В конце восьмидесятых годов он принял на себя обязательства по созданию большого баптистского высшего учебного заведения и во исполнении этого учредил фонд на свои средства и учавствовал в организационной работе по созданию Чикагского университета. Но и после этого Рокфеллер по-прежнему оставалсясамым крупным жертвователем. Он обращал особое внимание на развитие университета, но не вмешивался в его академические работы, настаивая тем не менее на соблюдении бюджета. Он был против того, чтобы какое-либо здание было названо в его честь, пока он жив, и посетил университет только дважды за первые десять лет его существования. Первый визит состоялся в 1896 году и был приурочен к пятой годовщине университета. „Я верю в работу, – заявил он университетскому собранию. – Это лучшие инвестиции, которые я когда-либо делал в своей жизни… Всемогущий Господь дал мне деньги, и разве мог я утаивать их от Чикаго?“ В ответ он услышал, как группа студентов скандировала ему:

Джон Д. Рокфеллер – удивительный человек, Он потратил все свои сбережения на университет в Чикаго.

К 1910 году „лишняя мелочь“, которую отдал университету Рокфеллер, составили 35 миллионов долларов, в то время как поступления из всех остальных источников – 7 миллионов долларов. А в целом на благотворительные цели он раздал более 550 миллионов.
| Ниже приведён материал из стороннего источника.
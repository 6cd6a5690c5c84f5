//! Layered configuration loader with constraints and env overrides.
//!
//! Discovers configuration layers (system/user/cwd/runtime), validates schema,
//! merges them under optional requirements constraints, applies environment
//! overrides and produces a final `VpcForgeConfig`.

mod env;
mod layer_io;
mod merge;
mod schema;
mod utils;

#[cfg(test)]
mod tests;

use crate::{ConfigError, VpcForgeConfig};
use log::{debug, info};
use serde_json::Value;
use std::collections::HashSet;
use std::fs;
use std::path::{Path, PathBuf};

/// Default config filename in local layers.
const DEFAULT_CONFIG_FILE: &str = "vpcforge.json5";
/// Default config directory under the user's home.
const DEFAULT_CONFIG_DIR: &str = ".vpcforge";

#[cfg(unix)]
/// Default system config path on Unix.
const SYSTEM_CONFIG_PATH: &str = "/etc/vpcforge/vpcforge.json5";
#[cfg(unix)]
/// Default requirements path on Unix.
const SYSTEM_REQUIREMENTS_PATH: &str = "/etc/vpcforge/requirements.json5";
#[cfg(windows)]
/// Default system config path on Windows.
const SYSTEM_CONFIG_PATH: &str = "C:\\ProgramData\\vpcforge\\vpcforge.json5";
#[cfg(windows)]
/// Default requirements path on Windows.
const SYSTEM_REQUIREMENTS_PATH: &str = "C:\\ProgramData\\vpcforge\\requirements.json5";

/// Effective config plus metadata about which layers were loaded.
#[derive(Debug, Clone)]
pub struct LayeredConfig {
    /// The merged, validated config.
    pub config: VpcForgeConfig,
    /// Metadata for each layer considered during load.
    pub layers: Vec<ConfigLayer>,
}

/// Origin for a single config layer in the stack.
#[derive(Debug, Clone, Copy, PartialEq, Eq)]
pub enum ConfigLayerSource {
    /// Immutable requirements constraints.
    Requirements,
    /// System-wide configuration.
    System,
    /// User-specific configuration.
    User,
    /// Current working directory configuration.
    Cwd,
    /// Runtime overrides (highest file precedence).
    Runtime,
    /// Process environment, applied after every file layer.
    Env,
}

/// Metadata about a config layer.
#[derive(Debug, Clone)]
pub struct ConfigLayer {
    /// Layer origin (system, user, runtime, etc).
    pub source: ConfigLayerSource,
    /// Location on disk if present.
    pub path: Option<PathBuf>,
}

/// Schema validation mode for layered configs.
#[derive(Debug, Clone, Copy)]
enum SchemaMode {
    /// Partial validation for non-final layers.
    Partial,
    /// Full validation for the effective config.
    Full,
}

/// Options controlling layered config discovery and overrides.
#[derive(Debug, Clone)]
pub struct LayeredConfigOptions {
    /// Working directory used to resolve the cwd layer.
    pub cwd: PathBuf,
    /// Optional system config path (defaults to `/etc/vpcforge/vpcforge.json5` on Unix).
    pub system_config_path: Option<PathBuf>,
    /// Optional user config path (defaults to `~/.vpcforge/vpcforge.json5`).
    pub user_config_path: Option<PathBuf>,
    /// Optional requirements/constraints path for locked settings.
    pub requirements_path: Option<PathBuf>,
    /// Runtime override config paths applied last.
    pub runtime_paths: Vec<PathBuf>,
    /// Apply `VPCFORGE_*`, `VPC_TABLE_NAME` and `AWS_REGION` from the process environment.
    pub use_env: bool,
}

impl LayeredConfigOptions {
    /// Create options with default layer locations for the provided cwd.
    pub fn new(cwd: impl AsRef<Path>) -> Self {
        Self {
            cwd: cwd.as_ref().to_path_buf(),
            system_config_path: layer_io::default_system_config_path(),
            user_config_path: layer_io::default_user_config_path(),
            requirements_path: layer_io::default_requirements_path(),
            runtime_paths: Vec::new(),
            use_env: true,
        }
    }

    /// Add a runtime override config path that is applied last.
    pub fn with_runtime_path(mut self, path: impl AsRef<Path>) -> Self {
        self.runtime_paths.push(path.as_ref().to_path_buf());
        self
    }
}

impl VpcForgeConfig {
    /// Load a single config from a path (no layering).
    pub fn load_from_path(path: impl AsRef<Path>) -> Result<Self, ConfigError> {
        info!("loading config from path: {}", path.as_ref().display());
        let contents = fs::read_to_string(path)?;
        let value: Value = json5::from_str(&contents)?;
        config_from_value(value, "config")
    }

    /// Load a single config from JSON5 contents (no layering).
    pub fn load_from_str(contents: &str) -> Result<Self, ConfigError> {
        debug!("loading config from raw contents (len={})", contents.len());
        let value: Value = json5::from_str(contents)?;
        config_from_value(value, "config")
    }

    /// Load a layered config stack using the default layer locations.
    pub fn load_layered(cwd: impl AsRef<Path>) -> Result<LayeredConfig, ConfigError> {
        info!(
            "loading layered config with defaults (cwd={})",
            cwd.as_ref().display()
        );
        Self::load_layered_with_options(LayeredConfigOptions::new(cwd))
    }

    /// Load a layered config stack using explicit layer locations and overrides.
    ///
    /// Layer precedence (low -> high): requirements (constraints), system, user,
    /// cwd, runtime overrides, environment.
    pub fn load_layered_with_options(
        options: LayeredConfigOptions,
    ) -> Result<LayeredConfig, ConfigError> {
        let cwd = utils::normalize_path(&options.cwd)?;
        debug!("normalized cwd for config load: {}", cwd.display());
        let mut layers = Vec::new();
        let mut merge_layers = Vec::new();
        let mut seen_paths = HashSet::new();

        let requirements = layer_io::load_optional_layer(
            ConfigLayerSource::Requirements,
            options.requirements_path.as_deref(),
        )?;
        let requirements_value = requirements.as_ref().map(|layer| layer.value.clone());
        if let Some(layer) = requirements {
            debug!("loaded requirements layer");
            layers.push(layer.meta);
        }

        let cwd_path = cwd.join(DEFAULT_CONFIG_FILE);
        for (source, path) in [
            (
                ConfigLayerSource::System,
                options.system_config_path.as_deref(),
            ),
            (ConfigLayerSource::User, options.user_config_path.as_deref()),
            (ConfigLayerSource::Cwd, Some(cwd_path.as_path())),
        ] {
            let Some(path) = path else {
                continue;
            };
            if !seen_paths.insert(utils::unique_path(path)) {
                debug!(
                    "skipping duplicate layer (source={:?}, path={})",
                    source,
                    path.display()
                );
                continue;
            }
            if let Some(layer) = layer_io::load_optional_layer(source, Some(path))? {
                debug!("loaded {:?} layer", source);
                layers.push(layer.meta.clone());
                merge_layers.push(layer);
            }
        }

        for runtime_path in &options.runtime_paths {
            let loaded = layer_io::load_required_layer(ConfigLayerSource::Runtime, runtime_path)?;
            debug!("loaded runtime layer (path={})", runtime_path.display());
            layers.push(loaded.meta.clone());
            merge_layers.push(loaded);
        }

        let mut merged = Value::Object(serde_json::Map::new());
        if let Some(requirements_value) = &requirements_value {
            merge::merge_json_values(&mut merged, requirements_value);
        }

        for layer in merge_layers {
            merge::merge_json_with_constraints(
                &mut merged,
                &layer.value,
                requirements_value.as_ref(),
            );
        }

        if options.use_env {
            let overlay = env::env_overlay(std::env::vars());
            if overlay.as_object().is_some_and(|map| !map.is_empty()) {
                debug!("applying environment overrides");
                merge::merge_json_with_constraints(
                    &mut merged,
                    &overlay,
                    requirements_value.as_ref(),
                );
                layers.push(ConfigLayer {
                    source: ConfigLayerSource::Env,
                    path: None,
                });
            }
        }

        let config = config_from_value(merged, "effective")?;
        info!("layered config loaded (layers={})", layers.len());
        Ok(LayeredConfig { config, layers })
    }

    /// Validate configuration invariants that cannot be expressed in serde.
    pub fn validate(&self) -> Result<(), ConfigError> {
        let required = [
            ("server.bind", self.server.bind.as_str()),
            ("server.api_key_header", self.server.api_key_header.as_str()),
            ("provider.region", self.provider.region.as_str()),
            ("store.table_name", self.store.table_name.as_str()),
        ];
        if let Some(&(path, _)) = required.iter().find(|(_, value)| value.trim().is_empty()) {
            return Err(ConfigError::EmptyField(path));
        }
        if matches!(&self.server.api_key, Some(key) if key.is_empty()) {
            return Err(ConfigError::EmptyApiKey);
        }
        if self.provider.zones().is_empty() {
            return Err(ConfigError::EmptyField("provider.availability_zones"));
        }
        if self.orchestrator.list_limit == 0 {
            return Err(ConfigError::NotPositive("orchestrator.list_limit"));
        }
        Ok(())
    }
}

/// Internal representation of a loaded config layer.
#[derive(Debug, Clone)]
struct LoadedLayer {
    meta: ConfigLayer,
    value: Value,
}

fn config_from_value(value: Value, label: &str) -> Result<VpcForgeConfig, ConfigError> {
    schema::validate_layer_schema(&value, SchemaMode::Full, label)?;
    let config: VpcForgeConfig = serde_json::from_value(value)?;
    config.validate()?;
    Ok(config)
}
Рокфеллер перенес свои деловые привычки в частную жизнь. Это были десятилетия „позолоченного века“, когда мафиози делали огромные состояния и создавали экстравагантный и пышный стиль жизни. Его городской дом в Нью-Йорке и имение в Покантико действительно были пышными, но Рокфеллер и его семья каким-то образом остались в стороне от показухи, хвастовства и вульгарности своего времени. Он и его жена старались внушить собственное понимание честности своим детям, и это позволило избежать того, чтобы богатое наследство развратило их. Так, у детей был один велосипед на всех, и им пришлось научиться делиться. В Нью-Йорке юный Джон Д. Рокфеллер-младший ходил в школу и обратно пешком, в то время как других детей богачей везде возили на экипажах в сопровождении конюхов, и он зарабатывал карманные деньги, работая в имениях своего отца за то же жалование, что и рабочие.